[Start of Attachment]
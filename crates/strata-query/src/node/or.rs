//! Disjunction of condition chains.

use strata_common::{QueryConfig, Result, NOT_FOUND};
use strata_storage::Table;

use super::{Chain, ConditionNode, NodeStats};

/// Matches a row if any branch chain matches it.
///
/// Each branch remembers its last result: the row it matched, or the end of
/// the range it searched without a match, together with the start of that
/// search. A later call only searches a branch again once it has passed that
/// row. A call starting before the remembered start forgets the result.
#[derive(Clone)]
pub struct OrNode {
    branches: Vec<Chain>,
    from: Vec<usize>,
    last: Vec<usize>,
    was_match: Vec<bool>,
    stats: NodeStats,
}

impl OrNode {
    pub fn new(branches: Vec<Chain>) -> Self {
        let n = branches.len();
        Self {
            branches,
            from: vec![0; n],
            last: vec![0; n],
            was_match: vec![false; n],
            stats: NodeStats::new(10.0, 50.0),
        }
    }
}

impl ConditionNode for OrNode {
    fn init(&mut self, table: &Table, config: &QueryConfig) -> Result<()> {
        for branch in &mut self.branches {
            branch.init(table, config)?;
        }
        self.from.iter_mut().for_each(|f| *f = 0);
        self.last.iter_mut().for_each(|l| *l = 0);
        self.was_match.iter_mut().for_each(|m| *m = false);
        self.stats = NodeStats::new(10.0, 50.0);
        Ok(())
    }

    fn find_first_local(&mut self, table: &Table, start: usize, end: usize) -> usize {
        if start >= end {
            return NOT_FOUND;
        }
        let mut index = NOT_FOUND;
        for (c, branch) in self.branches.iter_mut().enumerate() {
            if start < self.from[c] {
                self.last[c] = 0;
                self.was_match[c] = false;
            }
            if self.last[c] >= end {
                continue;
            }
            if self.was_match[c] && self.last[c] >= start {
                index = index.min(self.last[c]);
                continue;
            }
            let from = self.last[c].max(start);
            self.from[c] = start;
            let f = branch.find_first(table, from, end);
            self.was_match[c] = f != NOT_FOUND;
            self.last[c] = if f == NOT_FOUND { end } else { f };
            if f != NOT_FOUND {
                index = index.min(f);
            }
        }
        index
    }

    fn validate(&self) -> Option<String> {
        if self.branches.first().map_or(true, Chain::is_empty) {
            return Some("Missing left-hand side of OR".to_string());
        }
        if self.branches.last().map_or(true, Chain::is_empty) {
            return Some("Missing final right-hand side of OR".to_string());
        }
        self.branches.iter().find_map(Chain::validate)
    }

    fn stats(&self) -> &NodeStats {
        &self.stats
    }

    fn stats_mut(&mut self) -> &mut NodeStats {
        &mut self.stats
    }

    fn box_clone(&self) -> Box<dyn ConditionNode> {
        Box::new(self.clone())
    }
}

#[cfg(test)]
mod tests {
    use super::*;
    use crate::node::test_support::int_table;
    use crate::node::IntegerNode;
    use strata_storage::{Equal, Greater};

    fn branch(node: Box<dyn ConditionNode>) -> Chain {
        Chain::new(vec![node], QueryConfig::default())
    }

    #[test]
    fn test_union_of_branches() {
        let values: Vec<i64> = (0..20).collect();
        let table = int_table(&[&values]);
        let mut or = OrNode::new(vec![
            branch(Box::new(IntegerNode::<Equal>::new(0, 3))),
            branch(Box::new(IntegerNode::<Greater>::new(0, 16))),
            branch(Box::new(IntegerNode::<Equal>::new(0, 9))),
        ]);
        or.init(&table, &QueryConfig::default()).unwrap();
        let mut found = Vec::new();
        let mut r = 0;
        while let Some(m) = Some(or.find_first_local(&table, r, 20)).filter(|&m| m != NOT_FOUND) {
            found.push(m);
            r = m + 1;
        }
        assert_eq!(found, vec![3, 9, 17, 18, 19]);
    }

    #[test]
    fn test_single_row_probes_use_memo() {
        let values: Vec<i64> = (0..10).collect();
        let table = int_table(&[&values]);
        let mut or = OrNode::new(vec![
            branch(Box::new(IntegerNode::<Equal>::new(0, 4))),
            branch(Box::new(IntegerNode::<Equal>::new(0, 7))),
        ]);
        or.init(&table, &QueryConfig::default()).unwrap();
        let hits: Vec<usize> = (0..10)
            .filter(|&r| or.find_first_local(&table, r, r + 1) == r)
            .collect();
        assert_eq!(hits, vec![4, 7]);
    }

    #[test]
    fn test_backward_scan_forgets_memo() {
        let values: Vec<i64> = (0..30).map(|i| i % 10).collect();
        let table = int_table(&[&values]);
        let mut or = OrNode::new(vec![
            branch(Box::new(IntegerNode::<Equal>::new(0, 2))),
            branch(Box::new(IntegerNode::<Equal>::new(0, 6))),
        ]);
        or.init(&table, &QueryConfig::default()).unwrap();
        assert_eq!(or.find_first_local(&table, 20, 30), 22);
        assert_eq!(or.find_first_local(&table, 23, 30), 26);
        // Out of order: rows before the earlier starts must be searched again.
        assert_eq!(or.find_first_local(&table, 0, 30), 2);
        assert_eq!(or.find_first_local(&table, 3, 30), 6);
        assert_eq!(or.find_first_local(&table, 0, 2), NOT_FOUND);
        assert_eq!(or.find_first_local(&table, 10, 20), 12);
        assert_eq!(or.find_first_local(&table, 7, 12), NOT_FOUND);
    }

    #[test]
    fn test_missing_sides() {
        let empty = || Chain::new(Vec::new(), QueryConfig::default());
        let one = || branch(Box::new(IntegerNode::<Equal>::new(0, 1)));
        assert_eq!(
            OrNode::new(vec![empty(), one()]).validate().as_deref(),
            Some("Missing left-hand side of OR")
        );
        assert_eq!(
            OrNode::new(vec![one(), empty()]).validate().as_deref(),
            Some("Missing final right-hand side of OR")
        );
        assert!(OrNode::new(vec![one(), one()]).validate().is_none());
    }
}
[End of Attachment]
**TASK DETAILS:** Go through the material line by line and state how many lines hold "super", with no other words.

**RESPONSE AREA:** 2